Machine learning (ML) is transforming a wide range of applications, promising to bring immense economic and social benefits. However, it also raises substantial security and privacy challenges.  In this dissertation we describe a framework for efficient, collaborative and secure ML training using a federation of client devices that jointly train a ML model using their private datasets in a process called Federated Learning (FL). First, we present the design of a blockchain-enabled Privacy-preserving Federated Transfer Learning (PPFTL) framework for resource-constrained IoT applications. PPFTL addresses the privacy challenges of FL and improves efficiency and effectiveness through model personalization. The framework overcomes the computational limitation of on-device training and the communication cost of transmitting high-dimensional data or feature vectors to a server for training. Instead, the resource-constrained devices jointly learn a global model by sharing their local model updates. To prevent information leakage about the privately-held data from the shared model parameters, the individual client updates are homomorphically encrypted and aggregated in a privacy-preserving manner so that the server only learns the aggregated update to refine the global model. The blockchain provides provenance of the model updates during the training process, makes contribution-based incentive mechanisms deployable, and supports traceability, accountability and verification of the transactions so that malformed or malicious updates can be identified and traced to the offending source. The framework implements model personalization approaches (e.g. fine-tuning) to adapt the global model more closely to the individual client's data distribution.
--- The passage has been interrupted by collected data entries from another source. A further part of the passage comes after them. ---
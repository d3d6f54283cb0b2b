//! The aggregation set.
//!
//! Each [`Aggregation`] reads a (filtered) table and produces one
//! [`AggregateResult`]. Aggregations are plain data so report definitions can be
//! stored as YAML. An aggregation whose source column is absent yields `None`
//! and the metric is simply not shown.
//!
//! Ranking ties are broken by first appearance in the table: the tally keeps
//! insertion order and the sort by count is stable. Reordering the input rows
//! may therefore reorder tied entries.

use std::collections::{BTreeMap, HashMap};

use chrono::NaiveDate;
use serde::{Deserialize, Serialize};

use crate::{
    data::Value,
    dataset::Table,
    schema::{ColumnType, ReportSchema},
};

pub const DEFAULT_TOP_N: usize = 10;

#[derive(Debug, Clone, Copy, Serialize, Deserialize, PartialEq, Eq)]
#[serde(rename_all = "kebab-case")]
pub enum NumericTest {
    Zero,
    Positive,
}

impl NumericTest {
    fn holds(&self, value: f64) -> bool {
        match self {
            NumericTest::Zero => value == 0.0,
            NumericTest::Positive => value > 0.0,
        }
    }
}

#[derive(Debug, Clone, Serialize, Deserialize, PartialEq, Eq)]
pub struct Bucket {
    pub name: String,
    pub test: NumericTest,
}

#[derive(Debug, Clone, Serialize, Deserialize, PartialEq, Eq)]
#[serde(tag = "kind", rename_all = "kebab-case")]
pub enum Aggregation {
    RowCount {
        label: String,
    },
    Sum {
        label: String,
        column: String,
    },
    /// Sum over rows of `left * right`.
    SumProduct {
        label: String,
        left: String,
        right: String,
    },
    Mean {
        label: String,
        column: String,
    },
    CountEquals {
        label: String,
        column: String,
        value: String,
    },
    CountWhere {
        label: String,
        column: String,
        test: NumericTest,
    },
    DailyCounts {
        label: String,
        column: String,
        #[serde(default = "default_count_label")]
        count_label: String,
    },
    TopValues {
        label: String,
        column: String,
        #[serde(default = "default_key_label")]
        key_label: String,
        #[serde(default = "default_count_label")]
        count_label: String,
        #[serde(default = "default_limit")]
        limit: usize,
    },
    Distribution {
        label: String,
        column: String,
        buckets: Vec<Bucket>,
    },
}

fn default_key_label() -> String {
    "Value".to_string()
}

fn default_count_label() -> String {
    "Count".to_string()
}

const fn default_limit() -> usize {
    DEFAULT_TOP_N
}

#[derive(Debug, Clone, Copy, Serialize, PartialEq)]
#[serde(untagged)]
pub enum MetricValue {
    Count(u64),
    Integer(i64),
    Amount(f64),
}

impl MetricValue {
    pub fn as_f64(&self) -> f64 {
        match self {
            MetricValue::Count(c) => *c as f64,
            MetricValue::Integer(i) => *i as f64,
            MetricValue::Amount(a) => *a,
        }
    }
}

#[derive(Debug, Clone, Serialize, PartialEq, Eq)]
pub struct SeriesPoint {
    pub date: NaiveDate,
    pub count: u64,
}

#[derive(Debug, Clone, Serialize, PartialEq, Eq)]
pub struct RankEntry {
    pub value: String,
    pub count: u64,
}

#[derive(Debug, Clone, Serialize, PartialEq)]
#[serde(tag = "type", content = "data", rename_all = "kebab-case")]
pub enum AggregateResult {
    Scalar(MetricValue),
    Series(Vec<SeriesPoint>),
    Ranking(Vec<RankEntry>),
    Distribution(Vec<RankEntry>),
}

impl Aggregation {
    pub fn label(&self) -> &str {
        match self {
            Aggregation::RowCount { label }
            | Aggregation::Sum { label, .. }
            | Aggregation::SumProduct { label, .. }
            | Aggregation::Mean { label, .. }
            | Aggregation::CountEquals { label, .. }
            | Aggregation::CountWhere { label, .. }
            | Aggregation::DailyCounts { label, .. }
            | Aggregation::TopValues { label, .. }
            | Aggregation::Distribution { label, .. } => label,
        }
    }

    /// Columns that must exist in the table for this aggregation to be shown.
    pub fn source_columns(&self) -> Vec<&str> {
        match self {
            Aggregation::RowCount { .. } => Vec::new(),
            Aggregation::SumProduct { left, right, .. } => vec![left.as_str(), right.as_str()],
            Aggregation::Sum { column, .. }
            | Aggregation::Mean { column, .. }
            | Aggregation::CountEquals { column, .. }
            | Aggregation::CountWhere { column, .. }
            | Aggregation::DailyCounts { column, .. }
            | Aggregation::TopValues { column, .. }
            | Aggregation::Distribution { column, .. } => vec![column.as_str()],
        }
    }

    pub fn evaluate(&self, table: &Table) -> Option<AggregateResult> {
        self.evaluate_declared(table, None)
    }

    /// Like [`Aggregation::evaluate`], but scalar result types follow the
    /// declared column types of `schema`, so an empty table still yields an
    /// amount for a float column.
    pub fn evaluate_declared(
        &self,
        table: &Table,
        schema: Option<&ReportSchema>,
    ) -> Option<AggregateResult> {
        let result = match self {
            Aggregation::RowCount { .. } => {
                AggregateResult::Scalar(MetricValue::Count(table.len() as u64))
            }
            Aggregation::Sum { column, .. } => {
                let declared = schema.and_then(|s| s.declared_type(column));
                AggregateResult::Scalar(sum(table, column, declared)?)
            }
            Aggregation::SumProduct { left, right, .. } => {
                AggregateResult::Scalar(MetricValue::Amount(sum_product(table, left, right)?))
            }
            Aggregation::Mean { column, .. } => {
                AggregateResult::Scalar(MetricValue::Amount(mean(table, column)?))
            }
            Aggregation::CountEquals { column, value, .. } => {
                let count = table
                    .column(column)?
                    .flatten()
                    .filter(|cell| cell.as_display() == *value)
                    .count();
                AggregateResult::Scalar(MetricValue::Count(count as u64))
            }
            Aggregation::CountWhere { column, test, .. } => {
                AggregateResult::Scalar(MetricValue::Count(count_where(table, column, *test)?))
            }
            Aggregation::DailyCounts { column, .. } => {
                AggregateResult::Series(daily_counts(table, column)?)
            }
            Aggregation::TopValues { column, limit, .. } => {
                let mut tally = FrequencyTally::default();
                for cell in table.column(column)?.flatten() {
                    tally.ingest(cell);
                }
                AggregateResult::Ranking(tally.ranked(*limit))
            }
            Aggregation::Distribution {
                column, buckets, ..
            } => {
                let slices = buckets
                    .iter()
                    .map(|bucket| {
                        count_where(table, column, bucket.test).map(|count| RankEntry {
                            value: bucket.name.clone(),
                            count,
                        })
                    })
                    .collect::<Option<Vec<_>>>()?;
                AggregateResult::Distribution(slices)
            }
        };
        Some(result)
    }
}

/// Integer columns sum to an integer, float columns to an amount. Without a
/// declared type the cells decide: any float makes the sum an amount.
fn sum(table: &Table, column: &str, declared: Option<ColumnType>) -> Option<MetricValue> {
    let mut integer_total: i64 = 0;
    let mut float_total = 0.0;
    let mut saw_float = false;
    for cell in table.column(column)?.flatten() {
        match cell {
            Value::Integer(i) => {
                integer_total = integer_total.saturating_add(*i);
                float_total += *i as f64;
            }
            Value::Float(f) => {
                saw_float = true;
                float_total += f;
            }
            _ => {}
        }
    }
    let amount = match declared {
        Some(ColumnType::Float) => true,
        Some(ColumnType::Integer) => false,
        _ => saw_float,
    };
    Some(if amount {
        MetricValue::Amount(float_total)
    } else {
        MetricValue::Integer(integer_total)
    })
}

fn sum_product(table: &Table, left: &str, right: &str) -> Option<f64> {
    let left_idx = table.column_index(left)?;
    let right_idx = table.column_index(right)?;
    let total = table
        .rows
        .iter()
        .filter_map(|row| {
            let a = row.get(left_idx)?.as_ref()?.as_f64()?;
            let b = row.get(right_idx)?.as_ref()?.as_f64()?;
            Some(a * b)
        })
        .sum();
    Some(total)
}

fn mean(table: &Table, column: &str) -> Option<f64> {
    let (total, count) = table
        .column(column)?
        .flatten()
        .filter_map(Value::as_f64)
        .fold((0.0, 0usize), |(total, count), value| (total + value, count + 1));
    Some(if count == 0 { 0.0 } else { total / count as f64 })
}

fn count_where(table: &Table, column: &str, test: NumericTest) -> Option<u64> {
    let count = table
        .column(column)?
        .flatten()
        .filter_map(Value::as_f64)
        .filter(|value| test.holds(*value))
        .count();
    Some(count as u64)
}

/// One point per observed calendar day, chronologically. Days without rows
/// and rows without a date are left out.
fn daily_counts(table: &Table, column: &str) -> Option<Vec<SeriesPoint>> {
    let mut days: BTreeMap<NaiveDate, u64> = BTreeMap::new();
    for date in table.column(column)?.flatten().filter_map(Value::as_date) {
        *days.entry(date).or_insert(0) += 1;
    }
    Some(
        days.into_iter()
            .map(|(date, count)| SeriesPoint { date, count })
            .collect(),
    )
}

/// Value counts that remember the order in which values first appeared.
#[derive(Debug, Default)]
pub struct FrequencyTally {
    positions: HashMap<String, usize>,
    counts: Vec<(String, u64)>,
}

impl FrequencyTally {
    pub fn ingest(&mut self, value: &Value) {
        let key = value.as_display();
        match self.positions.get(&key) {
            Some(&idx) => self.counts[idx].1 += 1,
            None => {
                self.positions.insert(key.clone(), self.counts.len());
                self.counts.push((key, 1));
            }
        }
    }

    /// Entries by descending count, ties in first-seen order, capped at `top`
    /// (0 keeps everything).
    pub fn ranked(&self, top: usize) -> Vec<RankEntry> {
        let mut items = self.counts.clone();
        items.sort_by(|a, b| b.1.cmp(&a.1));
        if top > 0 && items.len() > top {
            items.truncate(top);
        }
        items
            .into_iter()
            .map(|(value, count)| RankEntry { value, count })
            .collect()
    }
}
In the second part of the dissertation, we turn our attention to the limitations of existing FL algorithms in the presence of adversarial clients who may carry out poisoning attacks against the FL model. We propose a privacy-preserving defense, named CONTRA, to mitigate data poisoning attacks and provide a guaranteed level of accuracy under attack.  The defense strategy identifies malicious participants based on the cosine similarity of their encrypted gradient contributions and removes them from FL training. We report the effectiveness of the proposed scheme for IID and non-IID data distributions. To protect data privacy, the clients' updates are combined using secure multi-party computation (MPC)-based aggregation so that the server only learns the aggregated model update without violating the privacy of users' contributions.